Is the reading for Salmon River at Whitebird (now 42,200 cfs) close enough by itself? (I can't see from the monitor location map where this is relative to Corn Creek). Or, do I need to add in the MF Salmon River at Mouth (10,100)? Plus other rivers feeding in to the Main?

There would be youngsters on the trip. Near 52,000 is a high flow. For the Main what is considered moderate, high, and extreme?

Also, what might be the history of this flow dropping over the next few weeks?

Lastly, I've looked at the Snotel information. Any good guesses out there of where this flow will be in a few weeks?

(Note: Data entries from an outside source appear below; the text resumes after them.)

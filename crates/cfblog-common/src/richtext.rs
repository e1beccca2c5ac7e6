//! Rich-text document tree as delivered by the content API
//!
//! Every node carries a `nodeType` tag, a free-form `data` object, and an
//! ordered list of children. Text nodes additionally carry `value` and `marks`.
//! Unrecognised node and mark kinds are kept as [`NodeType::Other`] and
//! [`MarkType::Other`] instead of failing deserialization.

use std::fmt;

use serde::{Deserialize, Serialize};
use serde_json::{Map, Value};

/// The root node of a rich-text body (`nodeType: "document"`).
pub type Document = Node;

#[derive(Debug, Clone, PartialEq, Serialize, Deserialize)]
#[serde(rename_all = "camelCase")]
pub struct Node {
    pub node_type: NodeType,
    #[serde(default)]
    pub data: Map<String, Value>,
    #[serde(default, skip_serializing_if = "Vec::is_empty")]
    pub content: Vec<Node>,
    #[serde(default, skip_serializing_if = "Option::is_none")]
    pub value: Option<String>,
    #[serde(default, skip_serializing_if = "Vec::is_empty")]
    pub marks: Vec<Mark>,
}

impl Node {
    pub fn document(content: Vec<Node>) -> Self {
        Self {
            node_type: NodeType::Document,
            data: Map::new(),
            content,
            value: None,
            marks: Vec::new(),
        }
    }

    /// `data.target`, the linked entry or asset of an embed or entry hyperlink
    pub fn target(&self) -> Option<&Value> {
        self.data.get("target")
    }

    /// `data.target.sys.id`
    pub fn target_id(&self) -> Option<&str> {
        self.target()?.pointer("/sys/id")?.as_str()
    }

    /// `data.uri`, set on hyperlinks
    pub fn uri(&self) -> Option<&str> {
        self.data.get("uri")?.as_str()
    }
}

#[derive(Debug, Clone, PartialEq, Eq, Hash, Serialize, Deserialize)]
#[serde(from = "String", into = "String")]
pub enum NodeType {
    Document,
    Paragraph,
    /// `heading-1` through `heading-6`
    Heading(u8),
    OrderedList,
    UnorderedList,
    ListItem,
    Blockquote,
    HorizontalRule,
    Table,
    TableRow,
    TableCell,
    TableHeaderCell,
    EmbeddedEntryBlock,
    EmbeddedAssetBlock,
    EmbeddedResourceBlock,
    Hyperlink,
    EntryHyperlink,
    AssetHyperlink,
    ResourceHyperlink,
    EmbeddedEntryInline,
    EmbeddedResourceInline,
    Text,
    Other(String),
}

impl NodeType {
    pub fn is_embedded_entry(&self) -> bool {
        matches!(self, Self::EmbeddedEntryBlock | Self::EmbeddedEntryInline)
    }
}

impl From<String> for NodeType {
    fn from(tag: String) -> Self {
        match tag.as_str() {
            "document" => Self::Document,
            "paragraph" => Self::Paragraph,
            "heading-1" => Self::Heading(1),
            "heading-2" => Self::Heading(2),
            "heading-3" => Self::Heading(3),
            "heading-4" => Self::Heading(4),
            "heading-5" => Self::Heading(5),
            "heading-6" => Self::Heading(6),
            "ordered-list" => Self::OrderedList,
            "unordered-list" => Self::UnorderedList,
            "list-item" => Self::ListItem,
            "blockquote" => Self::Blockquote,
            "hr" => Self::HorizontalRule,
            "table" => Self::Table,
            "table-row" => Self::TableRow,
            "table-cell" => Self::TableCell,
            "table-header-cell" => Self::TableHeaderCell,
            "embedded-entry-block" => Self::EmbeddedEntryBlock,
            "embedded-asset-block" => Self::EmbeddedAssetBlock,
            "embedded-resource-block" => Self::EmbeddedResourceBlock,
            "hyperlink" => Self::Hyperlink,
            "entry-hyperlink" => Self::EntryHyperlink,
            "asset-hyperlink" => Self::AssetHyperlink,
            "resource-hyperlink" => Self::ResourceHyperlink,
            "embedded-entry-inline" => Self::EmbeddedEntryInline,
            "embedded-resource-inline" => Self::EmbeddedResourceInline,
            "text" => Self::Text,
            _ => Self::Other(tag),
        }
    }
}

impl From<NodeType> for String {
    fn from(node_type: NodeType) -> Self {
        node_type.to_string()
    }
}

impl fmt::Display for NodeType {
    fn fmt(&self, f: &mut fmt::Formatter<'_>) -> fmt::Result {
        let tag = match self {
            Self::Document => "document",
            Self::Paragraph => "paragraph",
            Self::Heading(level) => return write!(f, "heading-{level}"),
            Self::OrderedList => "ordered-list",
            Self::UnorderedList => "unordered-list",
            Self::ListItem => "list-item",
            Self::Blockquote => "blockquote",
            Self::HorizontalRule => "hr",
            Self::Table => "table",
            Self::TableRow => "table-row",
            Self::TableCell => "table-cell",
            Self::TableHeaderCell => "table-header-cell",
            Self::EmbeddedEntryBlock => "embedded-entry-block",
            Self::EmbeddedAssetBlock => "embedded-asset-block",
            Self::EmbeddedResourceBlock => "embedded-resource-block",
            Self::Hyperlink => "hyperlink",
            Self::EntryHyperlink => "entry-hyperlink",
            Self::AssetHyperlink => "asset-hyperlink",
            Self::ResourceHyperlink => "resource-hyperlink",
            Self::EmbeddedEntryInline => "embedded-entry-inline",
            Self::EmbeddedResourceInline => "embedded-resource-inline",
            Self::Text => "text",
            Self::Other(tag) => tag,
        };
        f.write_str(tag)
    }
}

#[derive(Debug, Clone, PartialEq, Eq, Serialize, Deserialize)]
pub struct Mark {
    #[serde(rename = "type")]
    pub mark_type: MarkType,
}

#[derive(Debug, Clone, PartialEq, Eq, Hash, Serialize, Deserialize)]
#[serde(from = "String", into = "String")]
pub enum MarkType {
    Bold,
    Italic,
    Underline,
    Code,
    Superscript,
    Subscript,
    Strikethrough,
    Other(String),
}

impl From<String> for MarkType {
    fn from(tag: String) -> Self {
        match tag.as_str() {
            "bold" => Self::Bold,
            "italic" => Self::Italic,
            "underline" => Self::Underline,
            "code" => Self::Code,
            "superscript" => Self::Superscript,
            "subscript" => Self::Subscript,
            "strikethrough" => Self::Strikethrough,
            _ => Self::Other(tag),
        }
    }
}

impl From<MarkType> for String {
    fn from(mark: MarkType) -> Self {
        match mark {
            MarkType::Bold => "bold".into(),
            MarkType::Italic => "italic".into(),
            MarkType::Underline => "underline".into(),
            MarkType::Code => "code".into(),
            MarkType::Superscript => "superscript".into(),
            MarkType::Subscript => "subscript".into(),
            MarkType::Strikethrough => "strikethrough".into(),
            MarkType::Other(tag) => tag,
        }
    }
}

#[cfg(test)]
mod tests {
    use super::*;
    use serde_json::json;

    #[test]
    fn test_node_type_tags() {
        for tag in [
            "document",
            "heading-3",
            "hr",
            "table-header-cell",
            "embedded-entry-inline",
            "embedded-asset-block",
        ] {
            assert_eq!(NodeType::from(tag.to_string()).to_string(), tag);
        }
        assert_eq!(NodeType::from("heading-2".to_string()), NodeType::Heading(2));
    }

    #[test]
    fn test_unknown_node_type_is_preserved() {
        let node_type = NodeType::from("carousel".to_string());
        assert_eq!(node_type, NodeType::Other("carousel".into()));
        assert_eq!(node_type.to_string(), "carousel");
    }

    #[test]
    fn test_deserialize_document() {
        let doc: Document = serde_json::from_value(json!({
            "nodeType": "document",
            "data": {},
            "content": [
                {
                    "nodeType": "paragraph",
                    "data": {},
                    "content": [
                        {
                            "nodeType": "text",
                            "value": "Hello",
                            "marks": [{ "type": "bold" }, { "type": "sparkle" }],
                            "data": {}
                        },
                        {
                            "nodeType": "embedded-entry-inline",
                            "data": { "target": { "sys": { "id": "e1", "type": "Link", "linkType": "Entry" } } },
                            "content": []
                        }
                    ]
                }
            ]
        }))
        .unwrap();

        assert_eq!(doc.node_type, NodeType::Document);
        let paragraph = &doc.content[0];
        assert_eq!(paragraph.node_type, NodeType::Paragraph);

        let text = &paragraph.content[0];
        assert_eq!(text.value.as_deref(), Some("Hello"));
        assert_eq!(text.marks[0].mark_type, MarkType::Bold);
        assert_eq!(text.marks[1].mark_type, MarkType::Other("sparkle".into()));

        let embed = &paragraph.content[1];
        assert!(embed.node_type.is_embedded_entry());
        assert_eq!(embed.target_id(), Some("e1"));
    }

    #[test]
    fn test_missing_data_and_content_default() {
        let node: Node = serde_json::from_value(json!({ "nodeType": "hr" })).unwrap();
        assert_eq!(node.node_type, NodeType::HorizontalRule);
        assert!(node.data.is_empty());
        assert!(node.content.is_empty());
        assert_eq!(node.target_id(), None);
        assert_eq!(node.uri(), None);
    }

    #[test]
    fn test_serialize_uses_wire_tags() {
        let node: Node = serde_json::from_value(json!({
            "nodeType": "hyperlink",
            "data": { "uri": "https://example.com" },
            "content": []
        }))
        .unwrap();
        assert_eq!(node.uri(), Some("https://example.com"));

        let value = serde_json::to_value(&node).unwrap();
        assert_eq!(value["nodeType"], "hyperlink");
        assert!(value.get("content").is_none());
    }
}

Thanks much for your help, I know it's a lot of questions. Appreciate it.

david


----------



## BenSlaughter (Jun 16, 2017)

Add the MF @ the mouth + The Salmon @ Shoup + maybe 5% for some buffer to get the gauge at Corn.
I've run it at 6+ a few times. I'm not sure I'd want kids along. When it drops down around 4' it's more manageable.


----------



## wdeutsch (Apr 27, 2020)

For me, it's not so much the difficulty of the rapids at higher flows, it's the consequences of a swim (especially for youngsters). I can't speak to _really_ high flows, but we did it 2 years ago at a touch over 5' on the ramp. It was fast and pushy - not like a MFS, but also not the casual pool-drop affair that the main has a reputation for. At that level, swims could be long and VERY cold. Getting on the wrong side of Chittam looked like a way to have a REALLY bad day. For my personal safety/peace-of-mind, I'd put that level in the "drysuit required" category of flow.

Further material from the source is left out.